Problem requirements = Copy every line of the records below where the word "struct" occurs.

Source records:
==========

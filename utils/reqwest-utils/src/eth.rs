use std::sync::atomic::{AtomicU64, Ordering};
use std::time::Duration;

use serde::Deserialize;
use serde_json::json;
use url::Url;

use crate::{split_custom_headers, Auth, HttpClient, HttpError};

/// A minimal Ethereum JSON-RPC client, enough to read native balances.
#[derive(Debug)]
pub struct EthRpcClient {
    http: HttpClient,
    next_id: AtomicU64,
}

#[derive(Debug, Deserialize)]
struct RpcResponse {
    #[serde(default)]
    result: Option<String>,
    #[serde(default)]
    error: Option<RpcError>,
}

#[derive(Debug, Deserialize)]
struct RpcError {
    code: i64,
    message: String,
}

impl EthRpcClient {
    /// Client for `rpc_url`. `custom_rpc_header` query parameters become
    /// request headers.
    pub fn new(rpc_url: &str, timeout: Duration) -> Result<Self, HttpError> {
        let (headers, url) = split_custom_headers(&Url::parse(rpc_url)?)?;
        Ok(Self {
            http: HttpClient::with_headers(url, Auth::None, headers, timeout)?,
            next_id: AtomicU64::new(1),
        })
    }

    /// `eth_getBalance` at the latest block, as the hex quantity the node returns.
    pub async fn get_balance(&self, address: &str) -> Result<String, HttpError> {
        let body = json!({
            "jsonrpc": "2.0",
            "method": "eth_getBalance",
            "params": [address, "latest"],
            "id": self.next_id.fetch_add(1, Ordering::Relaxed),
        });
        let response: RpcResponse = self.http.post_json("", &body).await?;
        match (response.result, response.error) {
            (_, Some(err)) => Err(HttpError::Rpc {
                code: err.code,
                message: err.message,
            }),
            (Some(result), None) => Ok(result),
            (None, None) => Err(HttpError::EmptyRpcResponse),
        }
    }
}
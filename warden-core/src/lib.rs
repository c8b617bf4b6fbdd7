//! Core primitives, traits, and types shared by the Warden exporter crates.
//!
//! Nothing in here talks to the network. Upstream access is described by the
//! provider traits in [`traits`], and the chain crates implement them.

#![warn(missing_docs)]
#![forbid(unsafe_code)]

pub use error::*;
pub use traits::*;
pub use types::*;

mod error;
/// Provider traits implemented by upstream clients
pub mod traits;
/// Domain types
pub mod types;
//! Actions and rules of the act module.

use std::sync::Arc;

use async_trait::async_trait;
use eyre::Result;
use tracing::error;

use warden_base::{CoreMetrics, MetricsCollector, Scrape, StatusGauge};
use warden_core::WardenProvider;

use super::count;

/// Exports the number of actions and rules.
#[derive(Debug)]
pub struct ActionsCollector {
    provider: Arc<dyn WardenProvider>,
    chain_id: String,
    actions: StatusGauge<1>,
    rules: StatusGauge<1>,
}

impl ActionsCollector {
    /// Register `warden_actions` and `warden_rules`.
    pub fn new(
        metrics: &CoreMetrics,
        provider: Arc<dyn WardenProvider>,
        chain_id: String,
    ) -> Result<Self> {
        Ok(Self {
            provider,
            chain_id,
            actions: metrics.new_status_gauge(
                "warden_actions",
                "Returns the number of actions in the chain",
                ["chain_id"],
            )?,
            rules: metrics.new_status_gauge(
                "warden_rules",
                "Returns the number of Rules existing in chain",
                ["chain_id"],
            )?,
        })
    }
}

#[async_trait]
impl MetricsCollector for ActionsCollector {
    fn name(&self) -> &'static str {
        "actions"
    }

    async fn collect(&self, scrape: &Scrape) {
        let (actions, rules) = tokio::join!(
            scrape.call(self.provider.actions_total()),
            scrape.call(self.provider.rules_total()),
        );
        let labels = [self.chain_id.as_str()];
        for (gauge, total, what) in [
            (&self.actions, actions, "actions"),
            (&self.rules, rules, "rules"),
        ] {
            if let Err(err) = &total {
                error!(collector = self.name(), ?err, "failed to count {what}");
            }
            gauge.record(labels, &total.map(count));
        }
    }
}

#[cfg(test)]
mod tests {
    use warden_core::ChainCommunicationError;

    use super::*;
    use crate::test_utils::{single, test_metrics, test_scrape, MockWarden};

    #[tokio::test]
    async fn rules_fail_independently_of_actions() {
        let metrics = test_metrics();
        let mut warden = MockWarden::new();
        warden.expect_actions_total().returning(|| Ok(7));
        warden
            .expect_rules_total()
            .returning(|| Err(ChainCommunicationError::from_other_str("deadline exceeded")));

        ActionsCollector::new(&metrics, Arc::new(warden), "warden_8765-1".into())
            .unwrap()
            .collect(&test_scrape())
            .await;

        let actions = single(&metrics, "warden_actions");
        assert_eq!(actions.value, 7.0);
        assert_eq!(actions.status(), "success");

        let rules = single(&metrics, "warden_rules");
        assert_eq!(rules.value, 0.0);
        assert_eq!(rules.status(), "error");
    }
}
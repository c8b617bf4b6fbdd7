use std::sync::Arc;

use axum::{http::StatusCode, response::IntoResponse, routing::get, Router};
use derive_new::new;
use eyre::{Result, WrapErr};

use crate::Scraper;

/// A server that serves the exporter routes
#[derive(new, Debug)]
pub struct Server {
    listen_port: u16,
    scraper: Arc<Scraper>,
}

impl Server {
    /// Bind the listen port and serve until the process exits.
    ///
    /// routes:
    ///  - metrics - runs every collector and serves the Prometheus text
    ///    exposition on `/metrics`
    ///  - healthz - liveness probe on `/healthz`, never touches an upstream
    pub async fn run(self: Arc<Self>) -> Result<()> {
        let port = self.listen_port;
        let url = format!("0.0.0.0:{}", port);
        let listener = tokio::net::TcpListener::bind(&url)
            .await
            .wrap_err_with(|| format!("Failed to bind to TCP port {port}"))?;
        tracing::info!(port, "starting server on 0.0.0.0");

        axum::serve(listener, self.router())
            .await
            .wrap_err("Metrics server stopped")
    }

    /// The router behind [`Server::run`].
    pub fn router(&self) -> Router {
        let scraper = self.scraper.clone();
        Router::new()
            .route("/metrics", get(move || Self::gather_metrics(scraper)))
            .route("/healthz", get(|| async { (StatusCode::OK, "OK") }))
    }

    /// Scrape every collector and encode the registry as plaintext.
    async fn gather_metrics(scraper: Arc<Scraper>) -> impl IntoResponse {
        tracing::debug!("Traversing route for /metrics endpoint for serving Prometheus metrics");
        match scraper.scrape().await {
            Ok(metrics) => {
                let metrics = match String::from_utf8(metrics) {
                    Ok(metrics_string) => metrics_string,
                    Err(_) => {
                        return (
                            StatusCode::INTERNAL_SERVER_ERROR,
                            "Internal Server Error".into(),
                        )
                    }
                };
                (StatusCode::OK, metrics)
            }
            Err(err) => {
                tracing::error!(?err, "Failed to encode metrics");
                (
                    StatusCode::INTERNAL_SERVER_ERROR,
                    "Failed to gather metrics".into(),
                )
            }
        }
    }
}

#[cfg(test)]
mod tests {
    use std::time::Duration;

    use axum::body::{to_bytes, Body};
    use axum::http::Request;
    use prometheus::{Counter, Registry};
    use tower::ServiceExt;

    use super::*;
    use crate::CoreMetrics;

    fn server(port: u16) -> Server {
        let mock_registry = Registry::new();
        let counter = Counter::new("expected_metric_content", "test123").unwrap();
        mock_registry.register(Box::new(counter.clone())).unwrap();
        counter.inc();

        let metrics = Arc::new(CoreMetrics::new("test", port, mock_registry).unwrap());
        let scraper = Arc::new(Scraper::new(metrics, Duration::from_secs(1)));
        Server::new(port, scraper)
    }

    #[tokio::test]
    async fn healthz_is_ok() {
        let response = server(0)
            .router()
            .oneshot(Request::get("/healthz").body(Body::empty()).unwrap())
            .await
            .unwrap();
        assert_eq!(response.status(), StatusCode::OK);
        let body = to_bytes(response.into_body(), usize::MAX).await.unwrap();
        assert_eq!(&body[..], b"OK");
    }

    #[tokio::test]
    async fn unknown_routes_are_not_found() {
        let response = server(0)
            .router()
            .oneshot(Request::get("/nope").body(Body::empty()).unwrap())
            .await
            .unwrap();
        assert_eq!(response.status(), StatusCode::NOT_FOUND);
    }

    #[tokio::test]
    async fn test_metrics_endpoint() {
        let server = Arc::new(server(18_081));
        // Run the server in the background
        let _server_task = tokio::spawn(async move { server.run().await });

        tokio::time::sleep(tokio::time::Duration::from_millis(1000)).await;

        let client = reqwest::Client::new();
        let response = client
            .get("http://127.0.0.1:18081/metrics")
            .send()
            .await
            .expect("Failed to send request");
        assert!(response.status().is_success());

        let body = response.text().await.expect("Failed to read response body");
        assert!(body.contains("expected_metric_content"));
    }
}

==========

Response to this task =
pub struct EthRpcClient {
struct RpcResponse {
struct RpcError {
pub struct ActionsCollector {
pub struct Server {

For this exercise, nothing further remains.